Saved entries:
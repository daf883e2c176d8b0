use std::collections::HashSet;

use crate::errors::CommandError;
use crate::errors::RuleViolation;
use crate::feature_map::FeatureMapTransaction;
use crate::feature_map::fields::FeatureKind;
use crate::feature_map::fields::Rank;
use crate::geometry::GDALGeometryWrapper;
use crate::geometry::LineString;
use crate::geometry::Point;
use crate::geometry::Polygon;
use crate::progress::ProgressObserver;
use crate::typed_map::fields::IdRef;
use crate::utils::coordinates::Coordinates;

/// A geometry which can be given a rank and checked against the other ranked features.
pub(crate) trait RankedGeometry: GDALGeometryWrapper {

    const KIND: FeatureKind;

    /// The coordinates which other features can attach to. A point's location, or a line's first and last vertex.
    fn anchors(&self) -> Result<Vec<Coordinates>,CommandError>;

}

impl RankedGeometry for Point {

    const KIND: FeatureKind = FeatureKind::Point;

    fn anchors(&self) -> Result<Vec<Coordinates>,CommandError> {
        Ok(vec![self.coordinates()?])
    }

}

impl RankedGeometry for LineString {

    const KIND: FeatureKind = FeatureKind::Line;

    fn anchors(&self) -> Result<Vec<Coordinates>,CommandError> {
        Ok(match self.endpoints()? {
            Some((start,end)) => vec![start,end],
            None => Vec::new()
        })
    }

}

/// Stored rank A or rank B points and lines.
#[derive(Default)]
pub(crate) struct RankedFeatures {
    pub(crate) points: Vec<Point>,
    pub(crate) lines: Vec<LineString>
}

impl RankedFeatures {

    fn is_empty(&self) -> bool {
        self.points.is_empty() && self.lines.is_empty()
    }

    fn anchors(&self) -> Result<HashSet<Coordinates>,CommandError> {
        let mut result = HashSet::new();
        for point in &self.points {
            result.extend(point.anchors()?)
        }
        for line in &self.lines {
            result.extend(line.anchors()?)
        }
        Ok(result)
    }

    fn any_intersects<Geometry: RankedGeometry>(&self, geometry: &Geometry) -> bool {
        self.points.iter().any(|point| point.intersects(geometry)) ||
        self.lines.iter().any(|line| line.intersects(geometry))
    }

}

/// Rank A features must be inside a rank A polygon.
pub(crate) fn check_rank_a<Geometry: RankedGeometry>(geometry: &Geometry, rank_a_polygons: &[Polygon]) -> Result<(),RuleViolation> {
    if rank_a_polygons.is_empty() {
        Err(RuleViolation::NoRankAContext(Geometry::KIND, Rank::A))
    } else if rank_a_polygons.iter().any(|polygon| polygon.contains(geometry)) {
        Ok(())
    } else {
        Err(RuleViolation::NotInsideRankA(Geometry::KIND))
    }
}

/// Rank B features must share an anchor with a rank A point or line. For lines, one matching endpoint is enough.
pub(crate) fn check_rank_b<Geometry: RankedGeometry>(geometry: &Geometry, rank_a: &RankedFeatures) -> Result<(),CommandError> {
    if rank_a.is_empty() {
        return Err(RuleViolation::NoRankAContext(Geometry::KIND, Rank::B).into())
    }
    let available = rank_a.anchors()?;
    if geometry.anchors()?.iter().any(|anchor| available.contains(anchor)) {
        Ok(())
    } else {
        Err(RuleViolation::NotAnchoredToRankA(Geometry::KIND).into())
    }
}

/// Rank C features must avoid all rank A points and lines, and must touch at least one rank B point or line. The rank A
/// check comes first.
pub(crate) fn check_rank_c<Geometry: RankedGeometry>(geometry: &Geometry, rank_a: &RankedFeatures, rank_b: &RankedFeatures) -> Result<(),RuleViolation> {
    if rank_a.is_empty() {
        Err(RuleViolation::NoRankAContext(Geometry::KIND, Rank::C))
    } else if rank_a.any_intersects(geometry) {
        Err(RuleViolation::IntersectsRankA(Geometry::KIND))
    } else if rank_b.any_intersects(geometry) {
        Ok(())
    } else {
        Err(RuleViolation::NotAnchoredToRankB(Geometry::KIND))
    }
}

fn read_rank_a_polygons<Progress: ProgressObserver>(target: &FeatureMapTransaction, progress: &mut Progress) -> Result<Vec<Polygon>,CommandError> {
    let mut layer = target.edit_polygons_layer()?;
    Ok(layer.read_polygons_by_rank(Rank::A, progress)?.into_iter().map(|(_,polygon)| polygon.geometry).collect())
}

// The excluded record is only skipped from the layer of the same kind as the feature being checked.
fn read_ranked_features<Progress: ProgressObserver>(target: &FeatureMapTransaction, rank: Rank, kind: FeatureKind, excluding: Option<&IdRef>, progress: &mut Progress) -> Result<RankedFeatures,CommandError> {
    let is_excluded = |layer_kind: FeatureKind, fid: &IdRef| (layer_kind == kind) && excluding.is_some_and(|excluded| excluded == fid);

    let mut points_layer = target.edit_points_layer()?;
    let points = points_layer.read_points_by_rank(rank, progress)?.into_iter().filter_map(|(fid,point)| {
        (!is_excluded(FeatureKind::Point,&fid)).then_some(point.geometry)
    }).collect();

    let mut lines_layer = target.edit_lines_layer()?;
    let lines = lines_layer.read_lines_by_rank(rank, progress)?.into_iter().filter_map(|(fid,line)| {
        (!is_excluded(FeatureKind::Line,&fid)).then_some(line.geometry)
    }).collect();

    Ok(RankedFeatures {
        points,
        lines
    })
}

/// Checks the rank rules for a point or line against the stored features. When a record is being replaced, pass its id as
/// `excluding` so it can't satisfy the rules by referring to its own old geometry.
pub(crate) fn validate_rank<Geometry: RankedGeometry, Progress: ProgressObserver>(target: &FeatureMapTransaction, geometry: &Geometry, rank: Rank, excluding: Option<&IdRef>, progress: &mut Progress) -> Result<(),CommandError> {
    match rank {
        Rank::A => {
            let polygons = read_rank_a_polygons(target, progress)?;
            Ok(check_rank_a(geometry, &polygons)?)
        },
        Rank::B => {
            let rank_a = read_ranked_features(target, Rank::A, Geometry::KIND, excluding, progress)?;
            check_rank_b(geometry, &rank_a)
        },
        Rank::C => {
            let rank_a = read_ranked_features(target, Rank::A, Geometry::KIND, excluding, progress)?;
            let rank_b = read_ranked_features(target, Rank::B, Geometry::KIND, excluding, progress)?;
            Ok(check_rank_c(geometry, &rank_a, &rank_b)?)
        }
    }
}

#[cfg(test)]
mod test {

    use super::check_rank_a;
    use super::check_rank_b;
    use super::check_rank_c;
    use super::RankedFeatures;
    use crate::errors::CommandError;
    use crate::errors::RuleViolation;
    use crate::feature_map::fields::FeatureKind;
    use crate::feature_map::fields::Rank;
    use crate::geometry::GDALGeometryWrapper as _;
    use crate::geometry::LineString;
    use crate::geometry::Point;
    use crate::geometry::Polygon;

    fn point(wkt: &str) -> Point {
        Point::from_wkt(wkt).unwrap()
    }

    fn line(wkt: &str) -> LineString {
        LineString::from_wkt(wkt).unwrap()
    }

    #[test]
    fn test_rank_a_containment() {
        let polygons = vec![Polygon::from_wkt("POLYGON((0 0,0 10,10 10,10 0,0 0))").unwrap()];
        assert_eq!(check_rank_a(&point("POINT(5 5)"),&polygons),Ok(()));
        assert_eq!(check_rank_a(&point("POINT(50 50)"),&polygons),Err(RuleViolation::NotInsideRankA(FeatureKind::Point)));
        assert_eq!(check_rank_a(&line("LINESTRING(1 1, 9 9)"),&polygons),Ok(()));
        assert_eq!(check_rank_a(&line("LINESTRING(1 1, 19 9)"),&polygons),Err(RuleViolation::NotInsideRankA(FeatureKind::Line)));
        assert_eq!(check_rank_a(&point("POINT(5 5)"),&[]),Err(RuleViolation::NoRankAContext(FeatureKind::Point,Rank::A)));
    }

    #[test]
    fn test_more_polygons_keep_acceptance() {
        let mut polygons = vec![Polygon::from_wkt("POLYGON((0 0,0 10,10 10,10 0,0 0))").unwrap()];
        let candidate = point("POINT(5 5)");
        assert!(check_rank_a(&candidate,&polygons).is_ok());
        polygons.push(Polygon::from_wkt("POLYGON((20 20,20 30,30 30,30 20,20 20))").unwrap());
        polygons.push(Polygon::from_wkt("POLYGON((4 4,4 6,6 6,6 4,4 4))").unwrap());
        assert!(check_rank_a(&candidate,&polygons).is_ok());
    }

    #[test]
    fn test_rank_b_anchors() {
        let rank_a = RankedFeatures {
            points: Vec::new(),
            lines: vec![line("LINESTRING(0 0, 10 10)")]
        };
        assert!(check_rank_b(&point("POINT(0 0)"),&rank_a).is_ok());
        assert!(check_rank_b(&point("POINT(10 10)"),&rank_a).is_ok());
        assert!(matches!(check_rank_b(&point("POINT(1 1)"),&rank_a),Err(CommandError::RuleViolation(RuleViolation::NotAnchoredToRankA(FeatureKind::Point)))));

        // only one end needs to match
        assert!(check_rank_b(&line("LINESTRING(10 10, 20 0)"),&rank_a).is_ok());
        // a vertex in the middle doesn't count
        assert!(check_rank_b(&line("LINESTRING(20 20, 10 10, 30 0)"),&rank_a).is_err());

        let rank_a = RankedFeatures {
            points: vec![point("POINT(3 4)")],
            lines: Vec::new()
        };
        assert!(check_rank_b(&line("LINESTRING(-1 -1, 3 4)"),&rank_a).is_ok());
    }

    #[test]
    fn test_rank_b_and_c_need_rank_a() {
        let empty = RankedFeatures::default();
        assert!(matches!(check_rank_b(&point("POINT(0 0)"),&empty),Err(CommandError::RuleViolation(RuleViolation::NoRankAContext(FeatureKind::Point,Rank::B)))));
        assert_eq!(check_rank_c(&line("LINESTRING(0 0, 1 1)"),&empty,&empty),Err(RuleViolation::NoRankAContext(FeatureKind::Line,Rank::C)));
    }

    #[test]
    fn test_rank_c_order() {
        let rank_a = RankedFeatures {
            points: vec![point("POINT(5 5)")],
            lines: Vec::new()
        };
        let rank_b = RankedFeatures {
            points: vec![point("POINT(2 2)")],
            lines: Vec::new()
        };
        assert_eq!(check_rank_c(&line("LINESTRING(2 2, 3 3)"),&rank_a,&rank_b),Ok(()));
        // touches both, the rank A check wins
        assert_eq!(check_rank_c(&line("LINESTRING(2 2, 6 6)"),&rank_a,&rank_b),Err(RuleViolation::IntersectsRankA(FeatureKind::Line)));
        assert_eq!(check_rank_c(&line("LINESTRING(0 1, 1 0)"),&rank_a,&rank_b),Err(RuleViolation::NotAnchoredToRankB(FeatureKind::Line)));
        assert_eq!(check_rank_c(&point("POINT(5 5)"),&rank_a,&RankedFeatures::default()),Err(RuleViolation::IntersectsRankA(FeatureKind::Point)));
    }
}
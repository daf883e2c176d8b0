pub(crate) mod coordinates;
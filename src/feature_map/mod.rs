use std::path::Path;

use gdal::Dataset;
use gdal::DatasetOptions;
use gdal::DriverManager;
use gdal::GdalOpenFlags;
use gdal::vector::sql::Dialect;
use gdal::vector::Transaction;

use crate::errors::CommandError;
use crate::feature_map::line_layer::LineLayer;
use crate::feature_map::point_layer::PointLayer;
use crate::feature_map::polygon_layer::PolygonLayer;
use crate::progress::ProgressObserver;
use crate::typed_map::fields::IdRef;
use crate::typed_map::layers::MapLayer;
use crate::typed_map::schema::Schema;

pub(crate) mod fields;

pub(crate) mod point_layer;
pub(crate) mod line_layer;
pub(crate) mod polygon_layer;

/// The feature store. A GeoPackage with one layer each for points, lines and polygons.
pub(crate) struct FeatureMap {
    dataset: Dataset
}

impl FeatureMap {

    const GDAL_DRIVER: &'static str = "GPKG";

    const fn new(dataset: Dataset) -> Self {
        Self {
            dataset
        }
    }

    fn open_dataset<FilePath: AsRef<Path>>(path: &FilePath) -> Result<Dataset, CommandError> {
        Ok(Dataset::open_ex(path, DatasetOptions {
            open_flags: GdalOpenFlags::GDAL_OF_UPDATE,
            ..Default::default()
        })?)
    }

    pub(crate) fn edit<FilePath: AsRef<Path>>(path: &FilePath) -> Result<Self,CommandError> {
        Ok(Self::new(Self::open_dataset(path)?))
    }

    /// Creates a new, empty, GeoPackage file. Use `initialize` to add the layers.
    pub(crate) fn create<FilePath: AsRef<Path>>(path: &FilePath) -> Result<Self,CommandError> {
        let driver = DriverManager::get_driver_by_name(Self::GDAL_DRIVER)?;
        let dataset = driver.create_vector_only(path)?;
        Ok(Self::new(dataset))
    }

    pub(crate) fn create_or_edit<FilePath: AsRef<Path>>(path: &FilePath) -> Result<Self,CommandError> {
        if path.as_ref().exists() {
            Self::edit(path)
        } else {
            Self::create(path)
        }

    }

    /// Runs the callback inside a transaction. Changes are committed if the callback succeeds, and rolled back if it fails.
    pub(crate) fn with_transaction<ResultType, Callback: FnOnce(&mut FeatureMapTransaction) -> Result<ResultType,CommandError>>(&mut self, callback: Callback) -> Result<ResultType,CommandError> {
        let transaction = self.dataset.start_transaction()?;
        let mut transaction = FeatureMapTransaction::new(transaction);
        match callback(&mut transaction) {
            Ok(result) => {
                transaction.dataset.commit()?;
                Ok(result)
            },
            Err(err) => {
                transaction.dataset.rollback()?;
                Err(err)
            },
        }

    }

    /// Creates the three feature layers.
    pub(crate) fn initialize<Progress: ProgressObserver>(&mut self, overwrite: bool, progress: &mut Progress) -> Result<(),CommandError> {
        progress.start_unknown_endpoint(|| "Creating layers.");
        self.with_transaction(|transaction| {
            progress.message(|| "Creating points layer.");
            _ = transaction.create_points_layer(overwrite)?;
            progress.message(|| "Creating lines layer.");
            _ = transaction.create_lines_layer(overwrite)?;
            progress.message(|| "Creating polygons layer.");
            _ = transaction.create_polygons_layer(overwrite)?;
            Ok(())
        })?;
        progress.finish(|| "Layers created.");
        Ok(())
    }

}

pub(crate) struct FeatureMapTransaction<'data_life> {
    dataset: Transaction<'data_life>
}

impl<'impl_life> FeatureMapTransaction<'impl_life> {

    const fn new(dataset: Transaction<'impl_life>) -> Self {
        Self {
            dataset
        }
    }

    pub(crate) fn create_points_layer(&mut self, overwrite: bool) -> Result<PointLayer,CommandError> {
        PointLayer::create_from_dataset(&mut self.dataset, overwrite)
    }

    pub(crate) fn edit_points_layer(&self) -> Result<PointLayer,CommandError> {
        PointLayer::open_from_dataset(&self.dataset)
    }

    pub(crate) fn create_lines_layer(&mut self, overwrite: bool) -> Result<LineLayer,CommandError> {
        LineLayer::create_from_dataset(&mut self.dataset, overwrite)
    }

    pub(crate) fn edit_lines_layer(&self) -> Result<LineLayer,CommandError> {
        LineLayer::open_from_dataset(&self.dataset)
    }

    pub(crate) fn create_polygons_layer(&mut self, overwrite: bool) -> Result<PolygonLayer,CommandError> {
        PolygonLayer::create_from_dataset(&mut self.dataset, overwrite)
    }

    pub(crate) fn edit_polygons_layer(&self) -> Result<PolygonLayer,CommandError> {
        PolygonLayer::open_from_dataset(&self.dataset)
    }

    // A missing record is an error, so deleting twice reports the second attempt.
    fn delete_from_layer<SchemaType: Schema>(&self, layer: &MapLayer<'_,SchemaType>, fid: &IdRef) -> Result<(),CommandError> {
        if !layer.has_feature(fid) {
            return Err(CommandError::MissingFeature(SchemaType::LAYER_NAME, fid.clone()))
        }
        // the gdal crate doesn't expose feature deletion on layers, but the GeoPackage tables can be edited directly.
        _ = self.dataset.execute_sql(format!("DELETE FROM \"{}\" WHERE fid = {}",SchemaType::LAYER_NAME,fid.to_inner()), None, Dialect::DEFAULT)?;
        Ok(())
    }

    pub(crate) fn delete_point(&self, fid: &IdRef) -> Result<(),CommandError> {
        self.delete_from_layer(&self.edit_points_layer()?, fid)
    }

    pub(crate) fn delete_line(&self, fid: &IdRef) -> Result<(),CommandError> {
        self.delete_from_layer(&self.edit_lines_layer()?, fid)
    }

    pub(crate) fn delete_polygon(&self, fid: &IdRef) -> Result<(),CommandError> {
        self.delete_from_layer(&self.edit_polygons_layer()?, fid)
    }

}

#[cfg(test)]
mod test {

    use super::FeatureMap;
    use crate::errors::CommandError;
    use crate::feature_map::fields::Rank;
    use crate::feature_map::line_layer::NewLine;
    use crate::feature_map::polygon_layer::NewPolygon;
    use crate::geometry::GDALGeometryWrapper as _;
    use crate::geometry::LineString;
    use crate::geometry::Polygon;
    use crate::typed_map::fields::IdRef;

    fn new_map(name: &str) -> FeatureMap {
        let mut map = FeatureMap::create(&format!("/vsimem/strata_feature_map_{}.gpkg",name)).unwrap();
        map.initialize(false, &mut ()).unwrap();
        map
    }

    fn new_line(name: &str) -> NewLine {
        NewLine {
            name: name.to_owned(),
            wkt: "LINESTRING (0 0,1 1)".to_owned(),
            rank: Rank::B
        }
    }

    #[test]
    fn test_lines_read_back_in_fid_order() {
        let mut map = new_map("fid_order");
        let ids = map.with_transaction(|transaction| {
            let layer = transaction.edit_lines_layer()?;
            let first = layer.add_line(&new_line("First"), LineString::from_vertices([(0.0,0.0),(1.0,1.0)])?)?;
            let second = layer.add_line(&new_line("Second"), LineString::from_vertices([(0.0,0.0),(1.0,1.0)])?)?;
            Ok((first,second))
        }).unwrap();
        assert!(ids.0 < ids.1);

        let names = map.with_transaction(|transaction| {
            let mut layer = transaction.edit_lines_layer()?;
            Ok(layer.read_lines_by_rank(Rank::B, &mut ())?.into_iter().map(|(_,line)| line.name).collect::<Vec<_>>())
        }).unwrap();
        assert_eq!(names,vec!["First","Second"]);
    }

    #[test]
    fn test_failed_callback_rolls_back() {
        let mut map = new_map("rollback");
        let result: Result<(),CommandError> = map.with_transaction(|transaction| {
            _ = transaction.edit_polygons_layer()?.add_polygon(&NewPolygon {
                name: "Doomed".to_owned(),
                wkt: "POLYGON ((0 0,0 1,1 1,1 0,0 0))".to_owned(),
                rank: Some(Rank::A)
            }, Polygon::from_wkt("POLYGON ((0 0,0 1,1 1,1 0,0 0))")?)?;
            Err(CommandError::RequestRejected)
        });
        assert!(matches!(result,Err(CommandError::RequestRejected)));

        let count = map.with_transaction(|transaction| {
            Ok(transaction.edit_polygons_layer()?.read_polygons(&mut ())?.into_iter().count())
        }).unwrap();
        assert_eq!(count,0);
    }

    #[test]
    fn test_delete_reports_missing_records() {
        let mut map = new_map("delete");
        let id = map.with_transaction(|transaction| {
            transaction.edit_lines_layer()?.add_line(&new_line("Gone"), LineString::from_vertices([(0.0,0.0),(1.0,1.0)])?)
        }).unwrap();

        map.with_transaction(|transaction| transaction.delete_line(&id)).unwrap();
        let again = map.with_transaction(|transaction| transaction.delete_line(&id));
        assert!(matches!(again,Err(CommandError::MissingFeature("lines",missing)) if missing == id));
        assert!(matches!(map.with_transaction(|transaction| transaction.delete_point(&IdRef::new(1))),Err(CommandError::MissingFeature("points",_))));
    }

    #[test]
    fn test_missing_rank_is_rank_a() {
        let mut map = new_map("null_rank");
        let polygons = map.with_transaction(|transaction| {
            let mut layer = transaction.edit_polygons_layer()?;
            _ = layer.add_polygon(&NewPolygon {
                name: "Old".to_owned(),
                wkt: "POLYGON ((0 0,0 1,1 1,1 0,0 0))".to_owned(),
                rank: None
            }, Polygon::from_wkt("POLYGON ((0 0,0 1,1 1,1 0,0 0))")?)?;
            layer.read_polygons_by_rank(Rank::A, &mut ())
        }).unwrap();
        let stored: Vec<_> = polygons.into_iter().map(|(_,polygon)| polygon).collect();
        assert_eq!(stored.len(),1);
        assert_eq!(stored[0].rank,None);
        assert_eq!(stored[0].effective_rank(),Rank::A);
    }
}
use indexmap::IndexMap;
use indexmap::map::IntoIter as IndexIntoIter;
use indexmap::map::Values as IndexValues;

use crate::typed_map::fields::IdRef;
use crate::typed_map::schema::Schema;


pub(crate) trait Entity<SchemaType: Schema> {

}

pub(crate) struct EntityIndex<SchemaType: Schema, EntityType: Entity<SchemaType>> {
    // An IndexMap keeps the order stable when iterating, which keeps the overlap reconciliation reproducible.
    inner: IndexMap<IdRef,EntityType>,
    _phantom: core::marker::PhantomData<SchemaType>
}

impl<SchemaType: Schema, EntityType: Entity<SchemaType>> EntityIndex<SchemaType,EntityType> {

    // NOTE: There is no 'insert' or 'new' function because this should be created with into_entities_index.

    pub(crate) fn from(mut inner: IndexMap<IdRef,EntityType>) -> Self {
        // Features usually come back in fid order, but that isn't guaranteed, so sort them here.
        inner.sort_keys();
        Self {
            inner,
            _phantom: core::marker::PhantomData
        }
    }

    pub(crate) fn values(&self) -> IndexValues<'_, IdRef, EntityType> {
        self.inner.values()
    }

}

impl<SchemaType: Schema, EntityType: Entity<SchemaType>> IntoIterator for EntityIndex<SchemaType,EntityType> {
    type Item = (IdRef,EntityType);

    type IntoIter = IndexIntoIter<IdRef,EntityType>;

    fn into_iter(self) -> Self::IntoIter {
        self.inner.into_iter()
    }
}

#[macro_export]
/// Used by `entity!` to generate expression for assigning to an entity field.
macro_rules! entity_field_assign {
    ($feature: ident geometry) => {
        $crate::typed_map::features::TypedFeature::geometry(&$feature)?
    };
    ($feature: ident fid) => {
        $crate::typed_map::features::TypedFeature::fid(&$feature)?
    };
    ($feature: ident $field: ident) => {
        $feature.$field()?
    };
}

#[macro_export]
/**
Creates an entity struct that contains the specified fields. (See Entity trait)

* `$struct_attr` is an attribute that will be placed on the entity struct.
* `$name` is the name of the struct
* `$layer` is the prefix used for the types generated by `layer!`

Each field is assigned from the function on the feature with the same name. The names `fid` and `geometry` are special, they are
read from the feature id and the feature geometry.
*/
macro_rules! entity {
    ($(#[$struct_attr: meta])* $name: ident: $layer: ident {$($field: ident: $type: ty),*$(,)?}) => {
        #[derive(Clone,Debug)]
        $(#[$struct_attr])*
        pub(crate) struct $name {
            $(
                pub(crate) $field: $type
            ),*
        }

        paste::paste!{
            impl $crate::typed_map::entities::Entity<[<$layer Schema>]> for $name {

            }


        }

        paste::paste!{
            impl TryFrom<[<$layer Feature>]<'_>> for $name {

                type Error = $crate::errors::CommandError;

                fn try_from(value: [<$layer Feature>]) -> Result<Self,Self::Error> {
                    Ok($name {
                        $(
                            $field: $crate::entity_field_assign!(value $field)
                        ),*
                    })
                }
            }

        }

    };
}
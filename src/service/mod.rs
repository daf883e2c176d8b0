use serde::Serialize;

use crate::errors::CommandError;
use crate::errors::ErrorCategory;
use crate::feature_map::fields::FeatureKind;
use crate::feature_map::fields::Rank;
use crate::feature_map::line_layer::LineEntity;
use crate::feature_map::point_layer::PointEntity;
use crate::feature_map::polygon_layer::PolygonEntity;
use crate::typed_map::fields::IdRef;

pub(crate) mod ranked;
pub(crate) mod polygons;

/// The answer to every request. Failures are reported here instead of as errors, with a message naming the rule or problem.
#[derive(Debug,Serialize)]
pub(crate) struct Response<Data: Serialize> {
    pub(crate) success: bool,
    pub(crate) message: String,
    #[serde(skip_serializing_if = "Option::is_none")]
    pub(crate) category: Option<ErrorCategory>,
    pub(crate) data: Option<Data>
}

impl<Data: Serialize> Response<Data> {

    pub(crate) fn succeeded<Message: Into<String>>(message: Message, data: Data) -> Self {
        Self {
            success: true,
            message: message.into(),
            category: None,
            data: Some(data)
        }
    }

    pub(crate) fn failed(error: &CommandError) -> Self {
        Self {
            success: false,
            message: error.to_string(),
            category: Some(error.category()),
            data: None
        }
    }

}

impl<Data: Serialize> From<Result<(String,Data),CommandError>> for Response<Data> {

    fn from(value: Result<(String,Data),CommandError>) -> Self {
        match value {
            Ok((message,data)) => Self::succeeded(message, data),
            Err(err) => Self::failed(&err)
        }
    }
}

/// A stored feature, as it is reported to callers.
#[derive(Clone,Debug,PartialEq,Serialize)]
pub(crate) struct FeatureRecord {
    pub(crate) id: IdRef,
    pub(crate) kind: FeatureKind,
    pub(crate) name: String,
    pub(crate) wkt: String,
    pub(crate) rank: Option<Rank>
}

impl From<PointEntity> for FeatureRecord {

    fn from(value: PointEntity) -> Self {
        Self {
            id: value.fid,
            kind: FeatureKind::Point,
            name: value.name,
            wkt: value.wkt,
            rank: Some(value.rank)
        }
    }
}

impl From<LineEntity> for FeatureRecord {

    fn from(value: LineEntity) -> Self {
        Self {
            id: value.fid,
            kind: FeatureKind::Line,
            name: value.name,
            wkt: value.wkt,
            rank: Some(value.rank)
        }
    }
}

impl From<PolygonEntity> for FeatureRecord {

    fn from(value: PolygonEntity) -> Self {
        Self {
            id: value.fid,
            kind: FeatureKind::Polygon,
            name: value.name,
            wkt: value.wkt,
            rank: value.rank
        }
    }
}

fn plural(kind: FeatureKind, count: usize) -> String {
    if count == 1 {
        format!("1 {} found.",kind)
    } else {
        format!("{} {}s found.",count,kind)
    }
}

Problem to work on: For this exercise, copy every line of the data that holds "initialize".

Task answer:
    /// Creates a new, empty, GeoPackage file. Use `initialize` to add the layers.
    pub(crate) fn initialize<Progress: ProgressObserver>(&mut self, overwrite: bool, progress: &mut Progress) -> Result<(),CommandError> {
        map.initialize(false, &mut ()).unwrap();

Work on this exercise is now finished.